Mass casualty events: The role of hospitals and trauma systems


Introduction

Large-scale events like the destruction of the Twin Towers in New York City, Hurricane Katrina in New Orleans, and the COVID-19 pandemic have focused the attention of surgeons on the challenges posed by mass casualty events (MCEs). Even though trauma surgeons play a key role in the medical response to such events, education and training for MCEs are still not included in the formal curriculum of surgical residency. The purpose of this chapter is to outline the principles governing the response of hospitals and trauma systems to an MCE. The goal is to rescue as many critically injured casualties as possible given the large surge and finite resources. We will focus on the role of the surgeon in the response to such incidents.

Definitions

Multiple Casualty Incident (MCI): An MCI occurs when a medical facility, confronted with a sudden large influx of casualties, continues to deliver a normal standard of care to the critically injured by mobilizing internal resources and prioritizing care. As a rough guide, a hospital is facing an MCI when the number of arriving casualties is less than the number of beds or gurneys available in the ED. A typical emergency department (ED) can process one severely injured patient per hour per 100 hospital beds during normal business hours (but much less during nights and weekends). This is often referred to as the surge capacity of the facility, the casualty arrival rate beyond which the quality of care begins to decline. Surge capacity is a central concept in disaster preparedness, since in an MCI the surge capacity of the facility is not exceeded, while in larger events it is progressively exceeded as more and more casualties arrive.

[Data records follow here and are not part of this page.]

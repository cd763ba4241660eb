//! CSV intake
//!
//! Reads a registration export into validated records. Rows that fail
//! conversion are logged and reported back, never fatal to the batch.

use serde::Serialize;
use std::fs::File;
use std::io::Read;
use std::path::Path;

use domain_billing::{BillingError, OverrideRow, PatientTestRecord, RecordRow, ShareOverrideTable};

use crate::error::BatchError;

/// A row that could not be turned into a record
#[derive(Debug, Clone, PartialEq, Eq, Serialize)]
pub struct RejectedRow {
    /// 1-based line in the source, counting the header
    pub line: u64,
    pub reason: String,
}

/// Outcome of reading one export
#[derive(Debug, Clone, Default)]
pub struct IntakeReport {
    pub records: Vec<PatientTestRecord>,
    pub rejected: Vec<RejectedRow>,
}

/// Reads records from any CSV source with a header row
pub fn read_records<R: Read>(source: R) -> Result<IntakeReport, csv::Error> {
    let mut reader = csv::ReaderBuilder::new()
        .trim(csv::Trim::All)
        .flexible(true)
        .from_reader(source);

    let mut report = IntakeReport::default();
    for (index, row) in reader.deserialize::<RecordRow>().enumerate() {
        let line = index as u64 + 2;
        let converted = row
            .map_err(|e| BillingError::validation(e.to_string()))
            .and_then(RecordRow::into_record);

        match converted {
            Ok(record) => report.records.push(record),
            Err(e) => {
                tracing::warn!(line, error = %e, "Skipping invalid row");
                report.rejected.push(RejectedRow {
                    line,
                    reason: e.to_string(),
                });
            }
        }
    }

    tracing::info!(
        accepted = report.records.len(),
        rejected = report.rejected.len(),
        "Records read"
    );
    Ok(report)
}

/// Reads records from a CSV file
pub fn read_records_from_path(path: &Path) -> Result<IntakeReport, BatchError> {
    let file = File::open(path).map_err(|source| BatchError::Io {
        path: path.to_path_buf(),
        source,
    })?;
    read_records(file).map_err(|source| BatchError::Csv {
        path: path.to_path_buf(),
        source,
    })
}

/// Reads a share override table
///
/// Unlike record intake, any bad row fails the whole table.
pub fn read_overrides<R: Read>(source: R) -> Result<ShareOverrideTable, BatchError> {
    let mut reader = csv::ReaderBuilder::new()
        .trim(csv::Trim::All)
        .from_reader(source);

    let rows = reader
        .deserialize::<OverrideRow>()
        .collect::<Result<Vec<_>, _>>()
        .map_err(|e| BillingError::validation(format!("override table: {}", e)))?;

    Ok(ShareOverrideTable::from_rows(rows)?)
}

pub fn read_overrides_from_path(path: &Path) -> Result<ShareOverrideTable, BatchError> {
    let file = File::open(path).map_err(|source| BatchError::Io {
        path: path.to_path_buf(),
        source,
    })?;
    read_overrides(file)
}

Mass Casualty Event (MCE): An MCE occurs when the arrival rate of severe casualties exceeds the surge capacity of the facility. This results in progressive delays or a declining level of care for critical casualties. Therefore, the term mass casualty implies some degree of failure to provide optimal timely trauma care to all severely injured patients. The appropriate initial response is to prioritize patients sustaining major injuries with the greatest chance of survival so that valuable resources are expended neither on patients with minor injuries nor those with little hope of survival. The process of sorting patients into immediate, delayed, and expectant care categories is called “triage” from the French word trier meaning to sort.

Disaster: A disaster is a large-scale catastrophe resulting in massive loss of life and collapse of the societal infrastructure in a given geographic area. This severely limits the ability to mount an organized medical response without outside assistance. External medical teams with appropriate logistic support can make a difference in the care of some survivors, but help typically arrives late and deals primarily with delayed complications. Examples of disasters in the first two decades of the 21st century include the tsunami that destroyed coastal areas of Southern Asia in 2004 and Hurricane Katrina, which devastated New Orleans in 2005. When a disaster strikes, the initial priorities are security, food, clothing, and shelter. Medical care is a secondary consideration.

The relevance of this classification to trauma care becomes obvious when we consider a critically injured casualty with intra-abdominal hemorrhage in each of the above scenarios. In an MCI, the patient will be triaged to a trauma resuscitation area, assessed by a trauma team, and taken to the operating room (OR) for an urgent laparotomy. In an MCE, effective triage may recognize the injury but a lifesaving laparotomy may be delayed, take place in an improvised OR, and/or be performed by a surgeon with limited trauma experience. In a disaster, a casualty with intra-abdominal hemorrhage is likely to either exsanguinate in the field or be transported to a severely damaged hospital lacking surgical capability.

Injury severity distribution

A key feature of every MCE is the injury severity distribution. Regardless of the cause or magnitude of the event, only about 10%–15% of survivors presenting to hospital will be severely wounded, of whom roughly one third will have immediate life-threatening injuries. Most others sustain relatively minor injuries. For example, during the London subway bombings in July 2005, the Royal London Hospital received 194 casualties within 3 hours, but only 27 (14%) were severely injured. Of these, only eight casualties (4% of the total) sustained immediately life-threatening injuries.

Although the death toll at the scene depends on the cause of the MCE and may be very high in the event of structural collapse (e.g., the Twin Towers during 9/11), the injury severity distribution remains roughly similar across a wide range of MCEs. This means that while the total number of casualties may be vast, the overwhelming majority will not require a high level of trauma care. These considerations form the rationale behind any effective medical response.